I’ve always wanted to write a book, so I decided this weekend that I’m finally going to do it. I wrote my first page today. It feels pretty good, but now I don’t know where to go. As a published author several times over, can you offer any advice to someone who’s just starting out? How do you keep yourself motivated and how do you not run out of ideas? Thanks!
Kelly
Spokane, Washington
The book writes itself, Kelly. It tells you where it wants to go and you try to be faithful to it but you keep making mistakes, inserting yourself into it, and you need to keep deleting and let the book be free. There is no mistaking powerful conviction when it strikes you. Like the old joke: “I wondered why the ball was getting bigger and bigger and then it hit me.” Maybe you should title the book Spokane. I don’t think there’s another book with that title. GK
Your experience with double vision corrected by laser surgery interests me very much.
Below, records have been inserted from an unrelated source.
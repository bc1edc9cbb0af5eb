//! Error types for toolkit operations

use thiserror::Error;

/// Main error type for toolkit operations
#[derive(Error, Debug)]
pub enum ToolkitError {
    /// Schema parsing errors
    #[error("Failed to parse schema: {message}")]
    ParseError {
        /// Error message
        message: String,
        /// Location in schema if available
        location: Option<String>,
    },

    /// Import resolution errors
    #[error("Failed to resolve import '{import}': {reason}")]
    ImportError {
        /// Import that failed
        import: String,
        /// Reason for failure
        reason: String,
    },

    /// Defects found while building the index; the index is not served
    #[error("Schema has {} defect(s): {}", .0.len(), join_defects(.0))]
    SchemaDefects(Vec<SchemaDefect>),

    /// The name matched no element after alias and case folding
    #[error("Element not found: {0}")]
    NotFound(String),

    /// The query does not apply to the kind of element it was given
    #[error("Invalid query '{operation}' on '{element}': {reason}")]
    InvalidQueryShape {
        /// Operation that was requested
        operation: &'static str,
        /// Canonical name of the element it was requested on
        element: String,
        /// Why the query does not apply
        reason: String,
    },

    /// Configuration errors
    #[error("Configuration error: {0}")]
    ConfigError(String),

    /// IO errors
    #[error("IO error: {0}")]
    IoError(#[from] std::io::Error),

    /// Serialization errors
    #[error("Serialization error: {0}")]
    SerializationError(String),
}

/// Result type alias for toolkit operations
pub type Result<T> = std::result::Result<T, ToolkitError>;

/// A structural problem detected while building the schema graph
#[derive(Error, Debug, Clone, PartialEq, Eq)]
pub enum SchemaDefect {
    /// Two distinct elements share a name once case and separators are folded
    #[error("'{first}' and '{second}' collide on lookup key '{key}'")]
    NameCollision {
        /// First element
        first: String,
        /// Second element
        second: String,
        /// Folded key both map to
        key: String,
    },

    /// A reference points at a name that is not defined
    #[error("'{element}' references undefined {field} '{target}'")]
    DanglingReference {
        /// Element (or configuration entry) holding the reference
        element: String,
        /// Field the reference appears in
        field: &'static str,
        /// Missing target
        target: String,
    },

    /// A reference points at an element of the wrong kind
    #[error("'{element}' {field} '{target}' must be a {expected}")]
    WrongKindReference {
        /// Element holding the reference
        element: String,
        /// Field the reference appears in
        field: &'static str,
        /// Referenced element
        target: String,
        /// Kind the field requires
        expected: &'static str,
    },

    /// The is-a/mixin relation contains a cycle
    #[error("Circular inheritance: {}", .cycle.join(" -> "))]
    CyclicInheritance {
        /// Elements on the cycle, first element repeated at the end
        cycle: Vec<String>,
    },

    /// A configured root sentinel is not defined by the schema
    #[error("Configured {role} '{name}' is not defined")]
    MissingRoot {
        /// Which root this is
        role: &'static str,
        /// Configured name
        name: String,
    },

    /// A configured root sentinel has a parent
    #[error("Configured {role} '{name}' must not have a parent")]
    RootHasParent {
        /// Which root this is
        role: &'static str,
        /// Configured name
        name: String,
    },
}

fn join_defects(defects: &[SchemaDefect]) -> String {
    defects
        .iter()
        .map(ToString::to_string)
        .collect::<Vec<_>>()
        .join("; ")
}

impl ToolkitError {
    /// Create a new parse error
    #[must_use]
    pub fn parse(message: impl Into<String>) -> Self {
        Self::ParseError {
            message: message.into(),
            location: None,
        }
    }

    /// Create a new parse error with location
    #[must_use]
    pub fn parse_at(message: impl Into<String>, location: impl Into<String>) -> Self {
        Self::ParseError {
            message: message.into(),
            location: Some(location.into()),
        }
    }

    /// Create a new import error
    #[must_use]
    pub fn import(import: impl Into<String>, reason: impl Into<String>) -> Self {
        Self::ImportError {
            import: import.into(),
            reason: reason.into(),
        }
    }

    /// Create a not-found error
    #[must_use]
    pub fn not_found(name: impl Into<String>) -> Self {
        Self::NotFound(name.into())
    }

    /// Create an invalid query shape error
    #[must_use]
    pub fn invalid_query(
        operation: &'static str,
        element: impl Into<String>,
        reason: impl Into<String>,
    ) -> Self {
        Self::InvalidQueryShape {
            operation,
            element: element.into(),
            reason: reason.into(),
        }
    }

    /// Create a new configuration error
    #[must_use]
    pub fn config(message: impl Into<String>) -> Self {
        Self::ConfigError(message.into())
    }

    /// Defects carried by this error, if it is a build failure
    #[must_use]
    pub fn defects(&self) -> &[SchemaDefect] {
        match self {
            Self::SchemaDefects(defects) => defects,
            _ => &[],
        }
    }
}

impl From<serde_json::Error> for ToolkitError {
    fn from(err: serde_json::Error) -> Self {
        Self::SerializationError(err.to_string())
    }
}

impl From<serde_yaml::Error> for ToolkitError {
    fn from(err: serde_yaml::Error) -> Self {
        Self::SerializationError(err.to_string())
    }
}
A few months ago I developed double vision in one eye only, which results in “ghosting” and blurred vision, even though the other eye is fine so far. It has become quite irritating since it occurs at both near and far distances.
I had cataract surgery and lens implants about seven years ago. The ghosting consists of a second faint image overlapping a clear primary image. It is not like the clear double images that occur with being cross-eyed for example. My ophthalmologist says a laser treatment should help my situation.
Can you tell me if your problem was with one eye or both? Your situation gives me some confidence it will.
Thank you.
Thomas Johnson
I’m not a good source for ophthalmic advice but I’m assuming double vision is caused by two eyes slightly out of sync. An eyepatch solves the problem but also affects perception. The laser treatment I got helped me enormously with close vision, reading especially, but I think that the double vision dilemma caused me to avoid going for walks (for fear of stumbling) and that the lack of visual stimulation, looking around while in motion, exacerbated the problem. There is no charge for this advice. GK
Your standing on the sidewalk and having the illumination that "these were friends" reminded me of Thomas Merton's revelation on the corner of 4th and Walnut in Louisville, that we are all one. He said, "...It was such a relief, and such a joy, that I almost laughed out loud."
This edition of “Post to the Host” is really special! The range of people who wrote heartfelt letters to you and your gentle, honest responses are an eloquent testament of why you are so deeply valued. As a fan of yours for more than half of my life, I’m so honored to be considered a friend!